The police would be allowed to detain infected persons. Ministers would be allowed to close ports. Trains, vessels and aircraft could be halted. Public gatherings could be prohibited. Schools could be directed to close or remain open. Care standards could be lowered for elderly. The need for jury inquests could be removed. Elections could be postponed.

The UK is not alone in taking such action. There are, however, two considerations that make this massive expansion of state power particularly worrying in a UK context.

The first is that good governance depends on trust. There has to be, in any decent and civilised country, a degree of trust between the state and society – a general expectation that the Government will act reasonably, competently and with good faith. The more power is asked, the stronger that trust has to be.

In the 20th century that trust abounded. The Defence of the Realm Act 1914 and the Emergency Powers (Defence) Acts 1939-1940 granted sweeping emergency powers, enabling the whole of the state apparatus, the economy and society to be put on a war footing.

On the whole, these powers were used responsibly, by a generation of leaders more public-spirited and conscious of their duty than those now at the helm.

Yet, as the Ballad of John Maclean reminds us, the authorities were not above imprisoning peaceful protesters against mass slaughter on the Western Front, nor so self-restrained as to refrain from sending tanks into George Square.

Mass slaughter of the weak, the old, the poor, the vulnerable, is what Boris Johnson’s initial plans pretty much amounted to. Estimates put the expected death toll in the hundreds of thousands: something approximating the Battle of Somme. Perhaps we should expect as much from a government willing to appoint a eugenicist as a special adviser.

That’s the problem with lying liars who lie. After a while, the public becomes convinced it’s all lies, and they tune out. That collapse in trust corrodes the relationship between the state and society, and makes efficient government harder to achieve at times like these when it really counts.

Considered on their own terms, most if not all of the powers outlined in the Coronavirus Bill can probably be justified as a reasonable and proportionate response to the situation. It is harder to believe, however, that these will not be abused.

Authoritarian rulers have often used emergency regulations to stifle dissent, harass opponents, close down civil society, control the media, rig elections, and to strangle democracy. It is difficult to trust that this government – with its known hostility to the European Convention on Human Rights, its record of arbitrarily proroguing Parliament and its attacks on the judiciary – will act in good faith.

In particular, we have to wonder why the bill provides for these powers to be granted for two years, when the Prime Minister is insisting he can get Covid-19 done in 12 weeks.

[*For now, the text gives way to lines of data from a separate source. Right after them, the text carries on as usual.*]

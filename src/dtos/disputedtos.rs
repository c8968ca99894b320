use serde::{Deserialize, Serialize};
use uuid::Uuid;
use validator::Validate;

use crate::models::disputemodel::{DisputeResolution, DisputeStatus};

#[derive(Validate, Debug, Clone, Serialize, Deserialize)]
pub struct CreateDisputeDto {
    #[validate(length(min = 5, max = 200, message = "Reason must be between 5-200 characters"))]
    pub reason: String,

    #[validate(length(min = 20, max = 5000, message = "Description must be at least 20 characters"))]
    pub description: String,

    pub transaction_id: Option<Uuid>,
}

#[derive(Validate, Debug, Clone, Serialize, Deserialize)]
pub struct DisputeMessageDto {
    #[validate(length(min = 1, max = 5000, message = "Message cannot be empty"))]
    pub message: String,
}

#[derive(Validate, Debug, Clone, Serialize, Deserialize)]
pub struct ResolveDisputeDto {
    pub resolution: DisputeResolution,

    #[validate(length(max = 5000))]
    pub notes: Option<String>,
}

#[derive(Validate, Debug, Default, Clone, Serialize, Deserialize)]
pub struct DisputeQueryDto {
    pub status: Option<DisputeStatus>,
    #[validate(range(min = 1))]
    pub page: Option<usize>,
    #[validate(range(min = 1, max = 50))]
    pub limit: Option<usize>,
}

#[cfg(test)]
mod tests {
    use super::*;

    #[test]
    fn test_resolve_body() {
        let dto: ResolveDisputeDto = serde_json::from_str(
            r#"{"resolution":{"type":"split","freelancer_percentage":70},"notes":"partial work"}"#,
        )
        .unwrap();
        assert_eq!(
            dto.resolution,
            DisputeResolution::Split {
                freelancer_percentage: 70.0
            }
        );
    }
}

Secondly, the UK lacks the institutional and procedural safeguards that usually limit emergency powers in modern democratic constitutions. The Constitution of Barbados – to cite a very normal, typical, Westminster Model constitution – allows a state of emergency to be declared for one month; it may be extended by a parliamentary resolution for six months, and thereafter at six month intervals.

The Indian constitution – in common with many other Commonwealth constitutions – allows elections to be delayed in an emergency for one year, but no longer. The Constitution of South Africa allows judicial review of the original declaration of a state of emergency and any subsequent extension.

The SNP’s own 2002 draft constitution for an independent Scotland would have required an emergency powers act to be passed by a three-fifths majority (ensuring, in normal circumstances, an opposition veto), and would have limited the duration of an emergency to three months, after which parliamentary approval would again have to be obtained. Like most other democratic constitutions, it would continue to protect certain “non-derogable” rights (like freedom from torture and slavery) even during emergencies.

Personal liberty may sometimes have to be sacrificed for the common good. That’s solidarity. But there’s a difference between sacrifices and surrender. Limitations on basic democratic rights should not be open-ended. If, after all this is over, trust between the people and state is to be restored, it must be on the basis of a written constitution.